=== Problem description ===
Show the lines of the material that contain the word "https".

=== Records for this exercise ===
- - - - -

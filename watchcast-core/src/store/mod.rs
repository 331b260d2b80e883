mod memory;
mod sqlite;

pub use memory::MemoryStore;
pub use sqlite::SqliteStore;

use std::collections::{HashMap, HashSet};

use async_trait::async_trait;

use crate::error::Result;
use crate::model::VideoId;

/// Combined seen/notified snapshot for one channel, as returned by
/// `ChannelStore::list` for inspection (`--list`).
#[derive(Debug, Clone, Default, PartialEq, Eq)]
pub struct StoreListing {
    pub seen: HashSet<VideoId>,
    pub notified: HashMap<VideoId, i64>,
}

/// Per-channel persistence of previously-observed and previously-notified
/// video IDs. Implementations must make `add_seen`/`add_notified` idempotent
/// unions/upserts.
#[async_trait]
pub trait ChannelStore: Send + Sync {
    async fn load_seen(&self) -> Result<HashSet<VideoId>>;
    async fn load_notified(&self) -> Result<HashMap<VideoId, i64>>;
    async fn add_seen(&self, ids: &HashSet<VideoId>) -> Result<()>;
    async fn add_notified(&self, entries: &HashMap<VideoId, i64>) -> Result<()>;
    /// Full seen/notified snapshot, for inspection (`--list`).
    async fn list(&self) -> Result<StoreListing>;
}
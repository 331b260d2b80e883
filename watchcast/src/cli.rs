use clap::{ArgGroup, Parser};

#[derive(Parser, Debug)]
#[command(name = "watchcast")]
#[command(about = "Live-stream capture orchestrator for video channels", long_about = None)]
#[command(group(
    ArgGroup::new("mode")
        .required(true)
        .args(["channel_id", "manual_channels", "execute_url", "list"])
))]
pub struct Cli {
    /// Monitor a channel from the configured channels file, by its numeric id.
    #[arg(long)]
    pub channel_id: Option<i64>,

    /// Monitor one or more channel URLs without touching persistent storage.
    #[arg(long, num_args = 1.., value_name = "URL")]
    pub manual_channels: Option<Vec<String>>,

    /// Run the capture pipeline once for a single video URL.
    #[arg(long, value_name = "URL")]
    pub execute_url: Option<String>,

    /// Dump the seen/notified store. Pass "all" or a channel id.
    #[arg(long, value_name = "all|ID")]
    pub list: Option<String>,

    /// Path to a YAML configuration file.
    #[arg(long, env = "WATCHCAST_CONFIG")]
    pub config: Option<String>,

    /// Verbose per-entry metadata dump during classification.
    #[arg(long)]
    pub debug: bool,

    /// Path fragment appended to `rtmp://127.0.0.1` for the re-mux sink.
    #[arg(long, value_name = "PATH")]
    pub rtmp_details: Option<String>,
}

#[cfg(test)]
mod tests {
    use super::*;

    #[test]
    fn accepts_exactly_one_mode() {
        let cli = Cli::parse_from(["watchcast", "--channel-id", "5"]);
        assert_eq!(cli.channel_id, Some(5));
    }

    #[test]
    fn rejects_no_mode() {
        let result = Cli::try_parse_from(["watchcast"]);
        assert!(result.is_err());
    }

    #[test]
    fn rejects_two_modes() {
        let result = Cli::try_parse_from(["watchcast", "--channel-id", "5", "--list", "all"]);
        assert!(result.is_err());
    }

    #[test]
    fn manual_channels_accepts_multiple_urls() {
        let cli = Cli::parse_from([
            "watchcast",
            "--manual-channels",
            "https://a.example.com",
            "https://b.example.com",
        ]);
        assert_eq!(cli.manual_channels.unwrap().len(), 2);
    }
}
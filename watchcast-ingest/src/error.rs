use thiserror::Error;

#[derive(Error, Debug)]
pub enum Error {
    #[error("http error: {0}")]
    Http(#[from] reqwest::Error),

    #[error("credential decode error: {0}")]
    Credential(String),

    #[error("io error: {0}")]
    Io(#[from] std::io::Error),

    #[error("serialization error: {0}")]
    Serialization(#[from] serde_json::Error),
}

pub type Result<T> = std::result::Result<T, Error>;
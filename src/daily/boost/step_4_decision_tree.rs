// External crates
use ndarray::{ArrayView1, ArrayView2};
use rayon::prelude::*;
use serde::{Deserialize, Serialize};

/// Growth limits and regularization for a single boosted tree
#[derive(Debug, Clone, Copy, PartialEq, Serialize, Deserialize)]
pub struct TreeParams {
    /// Maximum number of splits from root to any leaf
    pub max_depth: usize,
    /// L2 penalty on leaf weights
    pub lambda: f64,
    /// Minimum loss reduction needed to keep a split
    pub gamma: f64,
    /// Minimum hessian sum in each child
    pub min_child_weight: f64,
}

/// Node stored in the tree arena
#[derive(Debug, Clone, PartialEq)]
pub enum TreeNode {
    Leaf {
        weight: f64,
    },
    Split {
        feature: usize,
        threshold: f64,
        gain: f64,
        left: usize,
        right: usize,
    },
}

#[derive(Debug, Clone, Copy)]
struct SplitCandidate {
    feature: usize,
    threshold: f64,
    gain: f64,
}

/// Regression tree fitted to first and second order gradients
///
/// Node 0 is the root. Rows whose feature value is below a split threshold
/// go left.
#[derive(Debug, Clone, PartialEq)]
pub struct RegressionTree {
    nodes: Vec<TreeNode>,
}

fn leaf_weight(grad_sum: f64, hess_sum: f64, lambda: f64) -> f64 {
    -grad_sum / (hess_sum + lambda)
}

fn node_score(grad_sum: f64, hess_sum: f64, lambda: f64) -> f64 {
    grad_sum * grad_sum / (hess_sum + lambda)
}

// Exact greedy scan of one feature over the rows in a node
fn best_split_for_feature(
    features: ArrayView2<f64>,
    feature: usize,
    rows: &[usize],
    grad: &[f64],
    hess: &[f64],
    params: &TreeParams,
) -> Option<SplitCandidate> {
    let mut order = rows.to_vec();
    order.sort_by(|&a, &b| features[[a, feature]].total_cmp(&features[[b, feature]]));

    let grad_total: f64 = rows.iter().map(|&i| grad[i]).sum();
    let hess_total: f64 = rows.iter().map(|&i| hess[i]).sum();
    let parent = node_score(grad_total, hess_total, params.lambda);

    let mut best: Option<SplitCandidate> = None;
    let (mut grad_left, mut hess_left) = (0.0, 0.0);
    for pos in 0..order.len().saturating_sub(1) {
        let row = order[pos];
        grad_left += grad[row];
        hess_left += hess[row];

        let value = features[[row, feature]];
        let next = features[[order[pos + 1], feature]];
        if value == next {
            continue;
        }

        let grad_right = grad_total - grad_left;
        let hess_right = hess_total - hess_left;
        if hess_left < params.min_child_weight || hess_right < params.min_child_weight {
            continue;
        }

        let gain = 0.5
            * (node_score(grad_left, hess_left, params.lambda)
                + node_score(grad_right, hess_right, params.lambda)
                - parent)
            - params.gamma;
        if gain <= 0.0 || best.is_some_and(|b| gain <= b.gain) {
            continue;
        }

        let mut threshold = value + (next - value) / 2.0;
        if threshold <= value {
            threshold = next;
        }
        best = Some(SplitCandidate {
            feature,
            threshold,
            gain,
        });
    }
    best
}

impl RegressionTree {
    /// Grows a tree greedily on the given gradient statistics
    ///
    /// # Arguments
    ///
    /// * `features` - Row-major feature matrix
    /// * `grad` - First-order gradient per row
    /// * `hess` - Second-order gradient per row
    /// * `params` - Depth and regularization limits
    ///
    /// # Returns
    ///
    /// Returns the fitted tree with unshrunk leaf weights
    pub fn fit(
        features: ArrayView2<f64>,
        grad: &[f64],
        hess: &[f64],
        params: &TreeParams,
    ) -> Self {
        let mut tree = Self { nodes: Vec::new() };
        let rows: Vec<usize> = (0..features.nrows()).collect();
        tree.grow(features, grad, hess, rows, 0, params);
        tree
    }

    fn grow(
        &mut self,
        features: ArrayView2<f64>,
        grad: &[f64],
        hess: &[f64],
        rows: Vec<usize>,
        depth: usize,
        params: &TreeParams,
    ) -> usize {
        let id = self.nodes.len();
        let grad_sum: f64 = rows.iter().map(|&i| grad[i]).sum();
        let hess_sum: f64 = rows.iter().map(|&i| hess[i]).sum();
        self.nodes.push(TreeNode::Leaf {
            weight: leaf_weight(grad_sum, hess_sum, params.lambda),
        });

        if depth >= params.max_depth || rows.len() < 2 {
            return id;
        }

        // Candidates come back in feature order, so ties go to the lowest index
        let candidates: Vec<Option<SplitCandidate>> = (0..features.ncols())
            .into_par_iter()
            .map(|feature| best_split_for_feature(features, feature, &rows, grad, hess, params))
            .collect();
        let best = candidates
            .into_iter()
            .flatten()
            .fold(None, |best: Option<SplitCandidate>, candidate| match best {
                Some(b) if b.gain >= candidate.gain => Some(b),
                _ => Some(candidate),
            });

        let Some(split) = best else {
            return id;
        };

        let (left_rows, right_rows): (Vec<usize>, Vec<usize>) = rows
            .into_iter()
            .partition(|&i| features[[i, split.feature]] < split.threshold);

        let left = self.grow(features, grad, hess, left_rows, depth + 1, params);
        let right = self.grow(features, grad, hess, right_rows, depth + 1, params);
        self.nodes[id] = TreeNode::Split {
            feature: split.feature,
            threshold: split.threshold,
            gain: split.gain,
            left,
            right,
        };
        id
    }

    /// Multiplies every leaf weight by `factor`
    pub fn shrink(&mut self, factor: f64) {
        for node in self.nodes.iter_mut() {
            if let TreeNode::Leaf { weight } = node {
                *weight *= factor;
            }
        }
    }

    /// Leaf weight reached by one feature row
    pub fn predict_row(&self, row: ArrayView1<f64>) -> f64 {
        let mut id = 0;
        loop {
            match self.nodes[id] {
                TreeNode::Leaf { weight } => return weight,
                TreeNode::Split {
                    feature,
                    threshold,
                    left,
                    right,
                    ..
                } => {
                    id = if row[feature] < threshold { left } else { right };
                }
            }
        }
    }

    /// Number of split levels on the longest path
    pub fn depth(&self) -> usize {
        fn walk(nodes: &[TreeNode], id: usize) -> usize {
            match nodes[id] {
                TreeNode::Leaf { .. } => 0,
                TreeNode::Split { left, right, .. } => 1 + walk(nodes, left).max(walk(nodes, right)),
            }
        }
        walk(&self.nodes, 0)
    }

    pub fn n_leaves(&self) -> usize {
        self.nodes
            .iter()
            .filter(|n| matches!(n, TreeNode::Leaf { .. }))
            .count()
    }

    /// `(feature, gain)` for every split in the tree
    pub fn split_gains(&self) -> impl Iterator<Item = (usize, f64)> + '_ {
        self.nodes.iter().filter_map(|node| match node {
            TreeNode::Split { feature, gain, .. } => Some((*feature, *gain)),
            TreeNode::Leaf { .. } => None,
        })
    }
}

- - - - -

=== Exercise solution ===
            "https://a.example.com",
            "https://b.example.com",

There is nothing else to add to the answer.